Alsophila batjanensis

Scientific classification
- Kingdom: Plantae
- Clade: Tracheophytes
- Division: Polypodiophyta
- Class: Polypodiopsida
- Order: Cyatheales
- Family: Cyatheaceae
- Genus: Alsophila
- Species: A. batjanensis
- Binomial name: Alsophila batjanensis Christ
- Synonyms: Alsophila saparuensis Alderw. ; Alsophila straminea (Alderw.) A.Gepp ; Cyathea batjanensis (Christ) Copel. ; Cyathea geppiana Domin ; Cyathea saparuensis (Alderw.) Alderw. ; Cyathea straminea Alderw. non Karst ;

= Alsophila batjanensis =

- Genus: Alsophila (plant)
- Species: batjanensis
- Authority: Christ

Species of fern

Alsophila batjanensis, synonym Cyathea batjanensis, is a species of tree fern native to the Maluku Islands and western New Guinea, where it grows in rain forest at an altitude of approximately 600 m.
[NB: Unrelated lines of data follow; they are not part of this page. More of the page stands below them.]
// 该文件是 Quyu （区域检测） 项目的一部分。
// src/task.rs - 推理任务
//
// 本文件根据 Apache 许可证第 2.0 版（以下简称“许可证”）授权使用；
// 除非遵守该许可证条款，否则您不得使用本文件。
// 您可通过以下网址获取许可证副本：
// http://www.apache.org/licenses/LICENSE-2.0
// 除非适用法律要求或书面同意，根据本许可协议分发的软件均按“原样”提供，
// 不附带任何形式的明示或暗示的保证或条件。
// 有关许可权限与限制的具体条款，请参阅本许可协议。
//
// Copyright (C) 2026 Johann Li <me@qinka.pro>, Wareless Group

use std::{
  sync::{
    Arc,
    atomic::{AtomicBool, Ordering},
  },
  time::{Duration, Instant},
};

use tracing::{info, warn};

use crate::{model::Model, output::Render};

/// 基准测试中不计入平均值的预热次数
const WARMUP_RUNS: usize = 2;

pub trait Task<I, M, O>: Sized {
  type Error;
  fn run_task(self, input: I, model: M, output: O) -> Result<(), Self::Error>;
}

pub struct OneShotTask;

impl<
  F,
  D,
  ME: std::error::Error + Sync + Send + 'static,
  RE: std::error::Error + Sync + Send + 'static,
  I: Iterator<Item = F>,
  M: Model<Input = F, Output = D, Error = ME>,
  O: Render<F, D, Error = RE>,
> Task<I, M, O> for OneShotTask
{
  type Error = anyhow::Error;

  fn run_task(self, mut input: I, model: M, output: O) -> Result<(), Self::Error> {
    info!("开始任务...");
    let frame = input.next().ok_or_else(|| anyhow::anyhow!("没有输入帧"))?;
    info!("输入帧获取成功，开始推理...");
    let now = Instant::now();
    let result = model.infer(&frame)?;
    info!("推理完成，耗时: {:.2?}", now.elapsed());
    output.render_result(&frame, &result)?;
    info!("渲染完成，耗时: {:.2?}", now.elapsed());

    Ok(())
  }
}

/// 对同一帧重复推理，统计平均耗时
pub struct RepeatShotTask {
  times: usize,
}

impl RepeatShotTask {
  pub fn new(times: usize) -> Self {
    RepeatShotTask { times }
  }
}

impl Default for RepeatShotTask {
  fn default() -> Self {
    RepeatShotTask { times: 1000 }
  }
}

/// 去掉预热次数后的平均耗时
pub fn average_after_warmup(times: &[Duration]) -> Option<Duration> {
  let measured = times.get(WARMUP_RUNS..).filter(|t| !t.is_empty())?;
  Some(measured.iter().sum::<Duration>() / measured.len() as u32)
}

impl<
  F,
  D,
  ME: std::error::Error + Sync + Send + 'static,
  RE: std::error::Error + Sync + Send + 'static,
  I: Iterator<Item = F>,
  M: Model<Input = F, Output = D, Error = ME>,
  O: Render<F, D, Error = RE>,
> Task<I, M, O> for RepeatShotTask
{
  type Error = anyhow::Error;

  fn run_task(self, mut input: I, model: M, output: O) -> Result<(), Self::Error> {
    info!("开始任务...");
    let frame = input.next().ok_or_else(|| anyhow::anyhow!("没有输入帧"))?;
    info!("输入帧获取成功，开始推理...");
    let mut times = Vec::with_capacity(self.times);
    for i in 0..self.times {
      let now = Instant::now();
      let result = model.infer(&frame)?;
      let elapsed = now.elapsed();
      info!("({})推理完成，耗时: {:.2?}", i, elapsed);
      output.render_result(&frame, &result)?;
      info!("({})渲染完成，耗时: {:.2?}", i, now.elapsed());
      times.push(elapsed);
    }

    match average_after_warmup(&times) {
      Some(average) => warn!("平均推理时间: {:.2?}", average),
      None => warn!("运行次数不超过 {} 次，不统计平均推理时间", WARMUP_RUNS),
    }

    Ok(())
  }
}

#[derive(Default, Debug)]
pub struct ContinuousTask {
  frame_number: Option<usize>,
}

impl ContinuousTask {
  pub fn with_frame_number(mut self, frame_number: Option<usize>) -> Self {
    self.frame_number = frame_number;
    self
  }

  fn run_until<F, D, I, M, O>(
    &self,
    input: I,
    model: M,
    output: O,
    stop: &AtomicBool,
  ) -> anyhow::Result<usize>
  where
    I: Iterator<Item = F>,
    M: Model<Input = F, Output = D>,
    M::Error: std::error::Error + Sync + Send + 'static,
    O: Render<F, D>,
    O::Error: std::error::Error + Sync + Send + 'static,
  {
    let mut frame_index = 0;
    let mut now = Instant::now();
    for frame in input {
      frame_index += 1;
      info!("处理第 {} 帧图像", frame_index);
      let result = model.infer(&frame)?;
      let elapsed_a = now.elapsed();
      output.render_result(&frame, &result)?;
      let elapsed_b = now.elapsed();
      now = Instant::now();
      info!("推理完成，耗时: {:.2?} / {:.2?}", elapsed_a, elapsed_b);
      if self.frame_number.is_some_and(|n| frame_index >= n) {
        info!("达到指定帧数 {}, 退出任务循环", frame_index);
        break;
      }
      if stop.load(Ordering::Relaxed) {
        warn!("中断信号接收，退出任务循环");
        break;
      }
    }
    Ok(frame_index)
  }
}

impl<
  F,
  D,
  ME: std::error::Error + Sync + Send + 'static,
  RE: std::error::Error + Sync + Send + 'static,
  I: Iterator<Item = F>,
  M: Model<Input = F, Output = D, Error = ME>,
  O: Render<F, D, Error = RE>,
> Task<I, M, O> for ContinuousTask
{
  type Error = anyhow::Error;

  fn run_task(self, input: I, model: M, output: O) -> Result<(), Self::Error> {
    info!("开始任务...");
    let stop = Arc::new(AtomicBool::new(false));
    let handler_stop = Arc::clone(&stop);
    ctrlc::set_handler(move || {
      info!("收到中断信号，准备退出...");
      handler_stop.store(true, Ordering::Relaxed);
    })?;

    let frames = self.run_until(input, model, output, &stop)?;
    info!("任务完成，共处理 {} 帧，退出", frames);
    Ok(())
  }
}

#[cfg(test)]
mod tests {
  use super::*;
  use std::cell::RefCell;
  use std::convert::Infallible;

  struct Doubler;

  impl Model for Doubler {
    type Input = u32;
    type Output = u32;
    type Error = Infallible;

    fn infer(&self, input: &u32) -> Result<u32, Infallible> {
      Ok(input * 2)
    }
  }

  #[derive(Default)]
  struct Collect(RefCell<Vec<(u32, u32)>>);

  impl Render<u32, u32> for &Collect {
    type Error = Infallible;

    fn render_result(&self, frame: &u32, result: &u32) -> Result<(), Infallible> {
      self.0.borrow_mut().push((*frame, *result));
      Ok(())
    }
  }

  #[test]
  fn one_shot_renders_first_frame_only() {
    let collect = Collect::default();
    OneShotTask.run_task(vec![1, 2, 3].into_iter(), Doubler, &collect).unwrap();
    assert_eq!(*collect.0.borrow(), vec![(1, 2)]);
  }

  #[test]
  fn one_shot_without_input_fails() {
    let collect = Collect::default();
    assert!(OneShotTask.run_task(Vec::new().into_iter(), Doubler, &collect).is_err());
  }

  #[test]
  fn repeat_shot_reuses_the_first_frame() {
    let collect = Collect::default();
    RepeatShotTask::new(4)
      .run_task(vec![5, 6].into_iter(), Doubler, &collect)
      .unwrap();
    assert_eq!(*collect.0.borrow(), vec![(5, 10); 4]);
  }

  #[test]
  fn continuous_respects_frame_limit() {
    let collect = Collect::default();
    let stop = AtomicBool::new(false);
    let frames = ContinuousTask::default()
      .with_frame_number(Some(2))
      .run_until(1..10, Doubler, &collect, &stop)
      .unwrap();
    assert_eq!(frames, 2);
    assert_eq!(*collect.0.borrow(), vec![(1, 2), (2, 4)]);
  }

  #[test]
  fn continuous_stops_on_signal() {
    let collect = Collect::default();
    let stop = AtomicBool::new(true);
    let frames = ContinuousTask::default()
      .run_until(1..10, Doubler, &collect, &stop)
      .unwrap();
    assert_eq!(frames, 1);
  }

  #[test]
  fn average_skips_warmup() {
    let times = [
      Duration::from_millis(100),
      Duration::from_millis(50),
      Duration::from_millis(10),
      Duration::from_millis(20),
    ];
    assert_eq!(average_after_warmup(&times), Some(Duration::from_millis(15)));
    assert_eq!(average_after_warmup(&times[..2]), None);
  }
}
// 该文件是 Quyu （区域检测） 项目的一部分。
// src/args.rs - 项目参数配置
//
// 本文件根据 Apache 许可证第 2.0 版（以下简称“许可证”）授权使用；
// 除非遵守该许可证条款，否则您不得使用本文件。
// 您可通过以下网址获取许可证副本：
// http://www.apache.org/licenses/LICENSE-2.0
// 除非适用法律要求或书面同意，根据本许可协议分发的软件均按“原样”提供，
// 不附带任何形式的明示或暗示的保证或条件。
// 有关许可权限与限制的具体条款，请参阅本许可协议。
//
// Copyright (C) 2026 Johann Li <me@qinka.pro>, Wareless Group

use clap::Args;
use url::Url;

use crate::{
  decode::{DEFAULT_CONF_THRESHOLD, DEFAULT_IOU_THRESHOLD},
  model::Preset,
};

/// 各个可执行程序共用的参数
#[derive(Args, Debug, Clone)]
pub struct CommonArgs {
  /// 模型路径
  /// - tensor:///path/to/output.bin 回放导出的输出张量
  /// - rknn:///path/to/model.rknn RKNN NPU 模型（需启用 rknpu 特性）
  ///
  /// 可附加参数: preset, grid=WxH, classes, anchors=w,h,..., activation, layout
  #[arg(long, value_name = "MODEL")]
  pub model: Url,

  /// 输入来源: image:///path/to/file.jpg 或 folder:///path/to/dir
  #[arg(long, value_name = "SOURCE")]
  pub input: Url,

  /// 输出路径: image:///out.png, folder:///dir 或 log:stdout
  #[arg(long, value_name = "OUTPUT")]
  pub output: Url,

  /// 预置模型，决定输入尺寸、标签和默认网格
  #[arg(long, value_enum, default_value_t = Preset::Voc)]
  pub preset: Preset,

  /// 置信度阈值 (0.0 - 1.0]
  #[arg(long, default_value_t = DEFAULT_CONF_THRESHOLD, value_parser = parse_threshold, value_name = "THRESHOLD")]
  pub confidence: f32,

  /// NMS IOU 阈值 (0.0 - 1.0]
  #[arg(long, default_value_t = DEFAULT_IOU_THRESHOLD, value_parser = parse_threshold, value_name = "THRESHOLD")]
  pub nms_threshold: f32,
}

pub fn parse_threshold(value: &str) -> Result<f32, String> {
  let threshold: f32 = value
    .parse()
    .map_err(|e| format!("无法解析阈值 '{}': {}", value, e))?;
  if threshold > 0.0 && threshold <= 1.0 {
    Ok(threshold)
  } else {
    Err(format!("阈值必须位于 (0, 1] 区间, 实际为 {}", threshold))
  }
}
// 该文件是 Quyu （区域检测） 项目的一部分。
// src/output.rs - 输出定义
//
// 本文件根据 Apache 许可证第 2.0 版（以下简称“许可证”）授权使用；
// 除非遵守该许可证条款，否则您不得使用本文件。
// 您可通过以下网址获取许可证副本：
// http://www.apache.org/licenses/LICENSE-2.0
// 除非适用法律要求或书面同意，根据本许可协议分发的软件均按“原样”提供，
// 不附带任何形式的明示或暗示的保证或条件。
// 有关许可权限与限制的具体条款，请参阅本许可协议。
//
// Copyright (C) 2026 Johann Li <me@qinka.pro>, Wareless Group

use thiserror::Error;
use url::Url;

use crate::{
  FromUrl, FromUrlWithScheme,
  frame::ImageFrame,
  model::{DetectResult, WithLabel},
};

pub trait Render<Frame, Output>: Sized {
  type Error;
  fn render_result(&self, frame: &Frame, result: &Output) -> Result<(), Self::Error>;
}

#[cfg(feature = "save_image_file")]
pub mod draw;

mod log_output;
pub use self::log_output::{LogOutput, LogOutputError};

#[cfg(feature = "save_image_file")]
mod save_image_file;
#[cfg(feature = "save_image_file")]
pub use self::save_image_file::{SaveImageFileError, SaveImageFileOutput};

#[cfg(feature = "directory_record")]
mod directory_record;
#[cfg(feature = "directory_record")]
pub use self::directory_record::{DirectoryRecordOutput, DirectoryRecordOutputError};

#[derive(Error, Debug)]
pub enum OutputError {
  #[error("日志输出错误: {0}")]
  LogOutputError(#[from] LogOutputError),
  #[cfg(feature = "save_image_file")]
  #[error("保存图像文件错误: {0}")]
  SaveImageFileError(#[from] SaveImageFileError),
  #[cfg(feature = "directory_record")]
  #[error("目录记录输出错误: {0}")]
  DirectoryRecordOutputError(#[from] DirectoryRecordOutputError),
  #[error("URI 方案不匹配: {0}")]
  SchemeMismatch(String),
}

pub enum OutputWrapper {
  LogOutput(LogOutput),
  #[cfg(feature = "save_image_file")]
  SaveImageFileOutput(SaveImageFileOutput),
  #[cfg(feature = "directory_record")]
  DirectoryRecordOutput(DirectoryRecordOutput),
}

impl FromUrl for OutputWrapper {
  type Error = OutputError;

  fn from_url(url: &Url) -> Result<Self, Self::Error> {
    if url.scheme() == LogOutput::SCHEME {
      return Ok(OutputWrapper::LogOutput(LogOutput::from_url(url)?));
    }
    #[cfg(feature = "save_image_file")]
    {
      if url.scheme() == SaveImageFileOutput::SCHEME {
        let output = SaveImageFileOutput::from_url(url)?;
        return Ok(OutputWrapper::SaveImageFileOutput(output));
      }
    }
    #[cfg(feature = "directory_record")]
    {
      if url.scheme() == DirectoryRecordOutput::SCHEME {
        let output = DirectoryRecordOutput::from_url(url)?;
        return Ok(OutputWrapper::DirectoryRecordOutput(output));
      }
    }
    Err(OutputError::SchemeMismatch(url.scheme().to_string()))
  }
}

impl<const W: u32, const H: u32, T: WithLabel> Render<ImageFrame<W, H>, DetectResult<T>>
  for OutputWrapper
{
  type Error = OutputError;

  fn render_result(
    &self,
    frame: &ImageFrame<W, H>,
    result: &DetectResult<T>,
  ) -> Result<(), Self::Error> {
    match self {
      OutputWrapper::LogOutput(output) => output
        .render_result(frame, result)
        .map_err(OutputError::from),
      #[cfg(feature = "save_image_file")]
      OutputWrapper::SaveImageFileOutput(output) => output
        .render_result(frame, result)
        .map_err(OutputError::from),
      #[cfg(feature = "directory_record")]
      OutputWrapper::DirectoryRecordOutput(output) => output
        .render_result(frame, result)
        .map_err(OutputError::from),
    }
  }
}
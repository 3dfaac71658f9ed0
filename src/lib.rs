// 该文件是 Quyu （区域检测） 项目的一部分。
// src/lib.rs - 库主文件
//
// 本文件根据 Apache 许可证第 2.0 版（以下简称“许可证”）授权使用；
// 除非遵守该许可证条款，否则您不得使用本文件。
// 您可通过以下网址获取许可证副本：
// http://www.apache.org/licenses/LICENSE-2.0
// 除非适用法律要求或书面同意，根据本许可协议分发的软件均按“原样”提供，
// 不附带任何形式的明示或暗示的保证或条件。
// 有关许可权限与限制的具体条款，请参阅本许可协议。
//
// Copyright (C) 2026 Johann Li <me@qinka.pro>, Wareless Group

pub mod args;
pub mod decode;
pub mod frame;
pub mod input;
pub mod model;
pub mod output;
pub mod task;
pub mod utils;

pub trait FromUrl {
  type Error;
  fn from_url(url: &url::Url) -> Result<Self, Self::Error>
  where
    Self: Sized;
}

pub trait FromUrlWithScheme: FromUrl {
  const SCHEME: &'static str;
}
The trunk is erect and 2–3 m tall. Fronds are bi- or tripinnate and 1–2 m long. The stipe is spiny, warty and covered with scattered scales that are dark brown and have fragile edges. Sori are round and occur near the fertile pinnule midvein. They are covered by small, narrow indusia that resemble small saucers in appearance.

The specific epithet batjanensis refers to Batjan, known as Bacan in English, one of the larger of the Maluku Islands.